Autoprovisioning NFS volumes in EKS with CDK
Magnus Markling
Posted on July 17, 2022
Table of contents
- Introduction
- Setting up CDK
- Setting up an EKS cluster
- Binding a PVC to EBS
- Setting up EFS autoprovision
- Binding a PVC to EFS
- Cleaning up
- Summary
Introduction
I recently set up an EKS cluster for a client. From the cluster we wanted to autoprovision EFS volumes based on persistent volume claims. We wanted to do all of this using CDK.
I assume you're already somewhat familiar with CDK, Kubernetes, EKS and have your ~/.aws/credentials configured.
Setting up CDK
Let's get started!
Create an empty working directory:
mkdir eks-efs && cd eks-efs
Then create a basic CDK TypeScript app:
npx cdk@^2.32 init app --language typescript
If this is the first time you use CDK on this AWS account, you need to bootstrap it (= creating some S3 buckets etc) by running:
npx cdk bootstrap
Next let's add a variable to keep the naming prefix used with all our resources. (If you already have similarly named resources, change it to something else.) Add this to the top of the file, after the imports:
// lib/eks-efs-stack.ts
...
const prefix = "my";
...
Setting up an EKS cluster
Add this (and all code snippets following this one) to the end of the constructor:
// lib/eks-efs-stack.ts
...
const vpc = new aws_ec2.Vpc(this, `${prefix}-vpc`, {
vpcName: `${prefix}-vpc`,
});
const cluster = new aws_eks.Cluster(this, `${prefix}-eks`, {
clusterName: `${prefix}-eks`,
version: aws_eks.KubernetesVersion.V1_21,
vpc,
});
...
The explicit VPC is strictly not needed, but we will use it later.

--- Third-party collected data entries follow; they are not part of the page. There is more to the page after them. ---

// Copyright (C) 2017 Hove and/or its affiliates.
//
// This program is free software: you can redistribute it and/or modify it
// under the terms of the GNU Affero General Public License as published by the
// Free Software Foundation, version 3.

// This program is distributed in the hope that it will be useful, but WITHOUT
// ANY WARRANTY; without even the implied warranty of MERCHANTABILITY or FITNESS
// FOR A PARTICULAR PURPOSE. See the GNU Affero General Public License for more
// details.

// You should have received a copy of the GNU Affero General Public License
// along with this program. If not, see <https://www.gnu.org/licenses/>

//! [GTFS](https://gtfs.org/) export.
//!
//! The export runs one stage per object type, in dependency order: agencies,
//! lines, services, schedules, nodes and paths. Each stage writes its files
//! and hands the identifiers the next stages need (see [`AgencyExport`],
//! [`LineExport`], [`ServiceExport`] and [`ScheduleExport`]). The files are
//! then packaged into a zip archive.

mod schedules;
mod write;

pub use self::schedules::export_schedules;
pub use self::write::{export_agencies, export_lines, export_nodes, export_paths, export_services};

use crate::objects::{Agency, Date, Line, Node, Path, Service};
use crate::store::{NetworkStores, ScheduleStore, Store, StoreError};
use crate::utils::zip_to;
use chrono_tz::Tz;
use serde::{Deserialize, Serialize};
use std::collections::BTreeMap;
use std::fs::File;
use std::io::Write;
use std::path::{self, PathBuf};
use tracing::{info, warn};

/// Name of the agencies file
pub const AGENCY_FILE: &str = "agency.txt";
/// Name of the routes file
pub const ROUTES_FILE: &str = "routes.txt";
/// Name of the calendar file
pub const CALENDAR_FILE: &str = "calendar.txt";
/// Name of the calendar exceptions file
pub const CALENDAR_DATES_FILE: &str = "calendar_dates.txt";
/// Name of the trips file
pub const TRIPS_FILE: &str = "trips.txt";
/// Name of the stop times file
pub const STOP_TIMES_FILE: &str = "stop_times.txt";
/// Name of the stops file
pub const STOPS_FILE: &str = "stops.txt";
/// Name of the shapes file
pub const SHAPES_FILE: &str = "shapes.txt";

/// Name of the zip archive produced by [`export`]
pub const ZIP_FILE_NAME: &str = "gtfs.zip";
/// Sub-directory of the output directory receiving the GTFS files
pub const GTFS_DIRECTORY: &str = "gtfs";
/// Progress label of the export stages
pub const PREPARATION_PROGRESS: &str = "GTFSExporterPreparation";
/// Progress label of the archive creation
pub const ZIPPING_PROGRESS: &str = "GTFSExporterZipping";

const EXPORT_STEPS: u32 = 7;
// Copyright (C) 2017 Hove and/or its affiliates.
//
// This program is free software: you can redistribute it and/or modify it
// under the terms of the GNU Affero General Public License as published by the
// Free Software Foundation, version 3.

// This program is distributed in the hope that it will be useful, but WITHOUT
// ANY WARRANTY; without even the implied warranty of MERCHANTABILITY or FITNESS
// FOR A PARTICULAR PURPOSE. See the GNU Affero General Public License for more
// details.

// You should have received a copy of the GNU Affero General Public License
// along with this program. If not, see <https://www.gnu.org/licenses/>

use anyhow::Context;
use clap::{Parser, ValueEnum};
use std::{fs::File, io::BufReader, path::PathBuf};
use tracing::info;
use tracing_subscriber::{
    filter::{EnvFilter, LevelFilter},
    layer::SubscriberExt as _,
    util::SubscriberInitExt as _,
};
use transit_exchange::{
    import::{
        AgenciesImporter, ImportSummary, LinesImporter, NodesImporter, PathsImporter,
        ServicesImporter,
    },
    store::NetworkStores,
    Result,
};

#[derive(Debug, Clone, Copy, ValueEnum)]
enum ObjectType {
    Agencies,
    Lines,
    Services,
    Nodes,
    Paths,
}

#[derive(Debug, Parser)]
#[command(
    name = "import-objects",
    about = "Import JSON records or GeoJSON features into the stores of a transit network.",
    version
)]
struct Opt {
    /// File of the objects: a JSON array, newline-delimited JSON, or a
    /// GeoJSON feature collection for nodes and paths.
    #[arg(short = 'i', long = "input")]
    input: PathBuf,

    /// Directory of the network JSON stores, updated in place.
    #[arg(short = 's', long = "store", default_value = ".")]
    store: PathBuf,

    /// Type of the imported objects.
    #[arg(short = 't', long = "type", value_enum)]
    object_type: ObjectType,
}

fn init_logger() {
    let default_level = LevelFilter::INFO;
    let rust_log =
        std::env::var(EnvFilter::DEFAULT_ENV).unwrap_or_else(|_| default_level.to_string());
    let env_filter_subscriber = EnvFilter::try_new(rust_log).unwrap_or_else(|e| {
        eprintln!(
            "invalid {}, falling back to level '{}' - {}",
            EnvFilter::DEFAULT_ENV,
            default_level,
            e,
        );
        EnvFilter::new(default_level.to_string())
    });
    tracing_subscriber::registry()
        .with(tracing_subscriber::fmt::layer())
        .with(env_filter_subscriber)
        .init();
}

fn run(opt: Opt) -> Result<()> {
    info!("Launching import-objects...");

    let stores = NetworkStores::read(&opt.store)?;
    let input = &opt.input;
    let file = File::open(input).with_context(|| format!("Error reading {input:?}"))?;
    let reader = BufReader::new(file);
    let summary: ImportSummary = match opt.object_type {
        ObjectType::Agencies => AgenciesImporter::new(&stores.agencies).import(reader),
        ObjectType::Lines => LinesImporter::new(&stores.lines).import(reader),
        ObjectType::Services => ServicesImporter::new(&stores.services).import(reader),
        ObjectType::Nodes => NodesImporter::new(&stores.nodes).import(reader),
        ObjectType::Paths => PathsImporter::new(&stores.paths).import(reader),
    }
    .with_context(|| format!("Error importing {input:?}"))?;
    info!(
        created = summary.created,
        updated = summary.updated,
        "{:?} imported",
        opt.object_type
    );

    stores.write(&opt.store)?;
    Ok(())
}

fn main() {
    init_logger();
    if let Err(err) = run(Opt::parse()) {
        for cause in err.chain() {
            eprintln!("{cause}");
        }
        std::process::exit(1);
    }
}
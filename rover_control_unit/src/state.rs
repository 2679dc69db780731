//! State machine root.

pub mod line;
//! Collaborator interfaces.
//!
//! The control unit only talks to hardware through the traits in
//! [`driver`]. `rover_hal` provides host implementations.

pub mod driver;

Now deploy the cluster by running:
npx cdk@^2.32 deploy
Creating all the required resources usually takes around 20-25 minutes.
The result should look something like this (I have removed sensitive information, such as my AWS account number):
ā
my-stack
āØ Deployment time: 1373.08s
Outputs:
my-stack.myeksConfigCommand76382EC1 = aws eks update-kubeconfig --name my-eks --region eu-west-1 --role-arn arn:aws:iam::...:role/my-stack-myeksMastersRole...-...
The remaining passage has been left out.